The results are stored in self.learning_results

Parameters
----------
normalize_poissonian_noise : bool
    If True, scale the SI to normalize Poissonian noise
algorithm : 'svd' | 'fast_svd' | 'mlpca' | 'fast_mlpca' | 'nmf' |
    'sparse_pca' | 'mini_batch_sparse_pca' | 'RPCA_GoDec' | 'ORPCA'
output_dimension : None or int
    number of components to keep/calculate
centre : None | 'variables' | 'trials'
    If None no centring is applied. If 'variable' the centring will be
    performed in the variable axis. If 'trials', the centring will be
    performed in the 'trials' axis. It only has effect when using the
    svd or fast_svd algorithms
auto_transpose : bool
    If True, automatically transposes the data to boost performance.
    Only has effect when using the svd of fast_svd algorithms.
navigation_mask : boolean numpy array
    The navigation locations marked as True are not used in the
    decompostion.
signal_mask : boolean numpy array
    The signal locations marked as True are not used in the
    decomposition.
var_array : numpy array
    Array of variance for the maximum likelihood PCA algorithm
var_func : function or numpy array
    If function, it will apply it to the dataset to obtain the
    var_array. Alternatively, it can a an array with the coefficients
    of a polynomial.
reproject : None | signal | navigation | both
    If not None, the results of the decomposition will be projected in
    the selected masked area.
return_info: bool, default False
    The result of the decomposition is stored internally. However, some algorithms generate some extra
    information that is not stored.
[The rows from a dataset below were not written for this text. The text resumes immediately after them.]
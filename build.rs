//! Build script to capture the git commit hash at compile time

use std::process::Command;

fn main() {
    let output = Command::new("git").args(["rev-parse", "--short", "HEAD"]).output();

    let git_hash = match output {
        Ok(output) if output.status.success() => {
            String::from_utf8_lossy(&output.stdout).trim().to_string()
        }
        _ => String::from("unknown"),
    };

    println!("cargo:rustc-env=GIT_HASH={git_hash}");
    println!("cargo:rerun-if-changed=.git/HEAD");
}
If True (the default is False) return any extra information if available

Returns
-------
(X, E) : (numpy array, numpy array)
    If 'algorithm' == 'RPCA_GoDec' or 'ORPCA' and 'return_info' is True,
    returns the low-rank (X) and sparse (E) matrices from robust PCA.

See also
--------
plot_decomposition_factors, plot_decomposition_loadings, plot_lev
File:      ~/Dropbox/0_Git/GitHub Desktop/hyperspy_aar/hyperspy/learn/mva.py
Type:      method

tjof2 · 2016-07-15T15:18:27Z

+1

Since apart from algorithm='NMF' all the decomposition algorithms are PCA-based and essentially denoise / reduce the dimensionality with orthogonality constraints, might now be the time to separate out NMF, which instead imposes non-negativity constraints? After all, ICA has its own functionality.

This would help with the docs, as dimensionality reduction & denoising (PCA/RPCA) are cleanly separated from NMF and ICA, which are what you'd actually use for interpretation!

@francisco-dlp @dnjohnstone ?

francisco-dlp · 2016-07-15T15:25:51Z

Not sure about taking NMF out of decomposition as performing a decomposition is what it actually does.

tjof2 · 2016-07-15T15:30:42Z

@francisco-dlp so does ICA?

Or at least, the distinction needs to be clearer

PCA - orthogonality constraint
NMF - non-negativity constraint
ICA - statistical independence constraint

After all, you can also have Sparse Component Analysis (SCA) for sparsity constraints.

francisco-dlp · 2016-07-15T16:00:23Z

ICA estimates a mixing matrix to unmix the sources. Those sources in our case are often the result of dimensionality reduction through matrix decomposition methods. But I see your point, for some applications NMF could be seen as a blind source separation method and users may benefit from making it clearer that just NMF may be enough in some cases.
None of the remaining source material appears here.